Experimental evaluation of temperature increase and associated detection sensitivity in shot noise-limited photothermal microscopy

Abstract

Abstract Photothermal microscopy is useful for visualizing non-fluorescent chromophores in a light-scattering medium. However, it remains a major challenge to enhance sensitivity while reducing thermal damage to samples, particularly for biological tissues. In this study, a highly sensitive laser scanning photothermal microscope was constructed by implementing a low-noise balanced photodetector into a spatially segmented balanced detection which was proposed and demonstrated to be useful for high sensitivity detection in our previous studies. We confirmed that the noise level was only 1.05-fold greater than the shot noise. Temperature increase and the detection sensitivity for this parameter were evaluated by observing the motion of individual 20-nm-sized gold nanoparticles embedded in agarose gel in response to incident light at varied intensities. We found that the nanoparticles remained trapped in the gel structure at a low pump power and it exhibits random motion as increase in the pump power because local temperature of agarose gel around the nanoparticle reached the melting point of 338 K. The peak SNR is 290 at about the melting point with an integration time of 10 μ s per pixel.
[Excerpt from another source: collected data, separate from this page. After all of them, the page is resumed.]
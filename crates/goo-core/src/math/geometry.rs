// Copyright 2025 eraflo
//
// Licensed under the Apache License, Version 2.0 (the "License");
// you may not use this file except in compliance with the License.
// You may obtain a copy of the License at
//
//     http://www.apache.org/licenses/LICENSE-2.0
//
// Unless required by applicable law or agreed to in writing, software
// distributed under the License is distributed on an "AS IS" BASIS,
// WITHOUT WARRANTIES OR CONDITIONS OF ANY KIND, either express or implied.
// See the License for the specific language governing permissions and
// limitations under the License.

//! Provides geometric primitive shapes for spatial calculations.

use super::Vec2;
use serde::{Deserialize, Serialize};

/// Represents a 2D Axis-Aligned Bounding Box (AABB).
///
/// Used for world limits, broad-phase overlap tests and spatial queries.
#[derive(Debug, Clone, Copy, PartialEq, Serialize, Deserialize)]
#[repr(C)]
pub struct Aabb {
    /// The corner of the box with the smallest coordinates on all axes.
    pub min: Vec2,
    /// The corner of the box with the largest coordinates on all axes.
    pub max: Vec2,
}

impl Aabb {
    /// An invalid `Aabb` where `min` components are positive infinity and `max` are negative infinity.
    ///
    /// Merging any valid `Aabb` with `INVALID` results in that valid `Aabb`.
    pub const INVALID: Self = Self {
        min: Vec2::new(f32::INFINITY, f32::INFINITY),
        max: Vec2::new(f32::NEG_INFINITY, f32::NEG_INFINITY),
    };

    /// Creates a new `Aabb` from two corner points, in any order.
    #[inline]
    pub fn from_min_max(min_pt: Vec2, max_pt: Vec2) -> Self {
        Self {
            min: Vec2::new(min_pt.x.min(max_pt.x), min_pt.y.min(max_pt.y)),
            max: Vec2::new(min_pt.x.max(max_pt.x), min_pt.y.max(max_pt.y)),
        }
    }

    /// Creates a new `Aabb` from a center point and its half-extents.
    #[inline]
    pub fn from_center_half_extents(center: Vec2, half_extents: Vec2) -> Self {
        let half_extents = half_extents.abs();
        Self {
            min: center - half_extents,
            max: center + half_extents,
        }
    }

    /// Returns the center point of the `Aabb`.
    #[inline]
    pub fn center(&self) -> Vec2 {
        (self.min + self.max) * 0.5
    }

    /// Returns the half-extents of the `Aabb`.
    #[inline]
    pub fn half_extents(&self) -> Vec2 {
        (self.max - self.min) * 0.5
    }

    /// Checks if the `Aabb` is valid (`min` is less than or equal to `max` on all axes).
    #[inline]
    pub fn is_valid(&self) -> bool {
        self.min.x <= self.max.x && self.min.y <= self.max.y
    }

    /// Checks if a point is contained within or on the boundary of the `Aabb`.
    #[inline]
    pub fn contains_point(&self, point: Vec2) -> bool {
        point.x >= self.min.x
            && point.x <= self.max.x
            && point.y >= self.min.y
            && point.y <= self.max.y
    }

    /// Checks if this `Aabb` fully contains another one.
    #[inline]
    pub fn contains_aabb(&self, other: &Aabb) -> bool {
        self.contains_point(other.min) && self.contains_point(other.max)
    }

    /// Checks if this `Aabb` intersects with another `Aabb`.
    /// Two boxes touching at the boundary are considered intersecting.
    #[inline]
    pub fn intersects_aabb(&self, other: &Aabb) -> bool {
        self.min.x <= other.max.x
            && self.max.x >= other.min.x
            && self.min.y <= other.max.y
            && self.max.y >= other.min.y
    }

    /// Creates a new `Aabb` that encompasses both this one and another.
    #[inline]
    pub fn merge(&self, other: &Aabb) -> Self {
        Self {
            min: Vec2::new(self.min.x.min(other.min.x), self.min.y.min(other.min.y)),
            max: Vec2::new(self.max.x.max(other.max.x), self.max.y.max(other.max.y)),
        }
    }

    /// Returns a copy grown by `margin` on every side.
    #[inline]
    pub fn expanded(&self, margin: f32) -> Self {
        let m = Vec2::new(margin, margin);
        Self {
            min: self.min - m,
            max: self.max + m,
        }
    }
}

impl Default for Aabb {
    fn default() -> Self {
        Self::INVALID
    }
}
On an assumption that the SNR is proportional to the temperature increase, the estimated limit of detection of a temperature increase at the nanoparticle surface, which is defined as the ratio of temperature increase to the SNR, ranges from 0.1 to 0.2 K. Additionally, findings from single carbon nanotube imaging suggest that a larger or longer light absorber would improve the trade-off relationship between the signal-to-noise ratio and temperature increase.